Today, nations are struggling to get Ebola under control. This week saw New York City’s first case, while the World Health Organization declared Nigeria and Senegal free of Ebola. (See “From Senegal and Nigeria, 4 Lessons on How to Stop Ebola.”)
How much higher this epidemic’s death toll might climb remains to be seen. In late September, the U.S. Centers for Disease Control and Prevention estimated that in a worst-case scenario, the total number of cases (not deaths) could reach 1.4 million by late January.
Jason Treat, NGM Staff; Edward Benfield. Sources: WHO, CDC, Doctors Without Borders, PDQ Public Health, Center for Infectious Disease Research and Policy, University of Manitoba, Harvard University, University of California, Los Angeles
- Plague of Justinian (541-542):This bubonic plague outbreak spread throughout the Byzantine Empire but centered on the Mediterranean region. It halted the reconquest of lands once part of the Roman Empire.
- Cholera: Cholera pandemics started in India in the 1800s. The seventh outbreak (still ongoing) started in Indonesia in 1961 and spread across Asia, the Middle East, and Africa.
- Flu: Influenza pandemics have flared up several times and likely will again, as flu viruses mutate into new strains.
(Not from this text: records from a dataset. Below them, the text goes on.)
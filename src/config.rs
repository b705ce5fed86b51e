//! Environment-driven configuration. Every value is injected from here —
//! nothing in the core reads the environment or hardcodes the owner identity.

use std::time::Duration;

#[derive(Debug, Clone)]
pub struct AppConfig {
    /// The single permanently privileged identity, compared
    /// case-insensitively.
    pub owner_email: String,
    pub http_port: u16,
    pub session_ttl: Duration,
    /// Mark session cookies Secure. On for any real deployment; off for
    /// plain-HTTP local development.
    pub secure_cookies: bool,
    /// Seed password for the bootstrap owner account.
    pub bootstrap_password: String,
}

impl AppConfig {
    pub fn from_env() -> Self {
        let owner_email = std::env::var("HUDDLE_OWNER_EMAIL")
            .unwrap_or_else(|_| "owner@huddle.local".to_string());
        let http_port = std::env::var("HUDDLE_HTTP_PORT")
            .ok()
            .and_then(|s| s.parse::<u16>().ok())
            .unwrap_or(7878);
        let session_ttl_secs = std::env::var("HUDDLE_SESSION_TTL_SECS")
            .ok()
            .and_then(|s| s.parse::<u64>().ok())
            .unwrap_or(7 * 24 * 3600);
        let secure_cookies = std::env::var("HUDDLE_SECURE_COOKIES")
            .map(|s| s != "false" && s != "0")
            .unwrap_or(true);
        let bootstrap_password = std::env::var("HUDDLE_ADMIN_PASSWORD")
            .unwrap_or_else(|_| "huddle".to_string());
        Self {
            owner_email,
            http_port,
            session_ttl: Duration::from_secs(session_ttl_secs),
            secure_cookies,
            bootstrap_password,
        }
    }
}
- Typhus epidemic of 1847:Massive numbers died in Ireland. Others, fleeing disease and the famine of 1846, died in “coffin ships” and upon arrival as immigrants to U.S. and Canadian ports.
- Great Plague of London (1665-1666): The last in a long series of London bubonic plagues that started in 1499, this epidemic killed about 20 percent of Londoners. It started to subside in early 1666 and finally ended after the Great Fire of London later that year.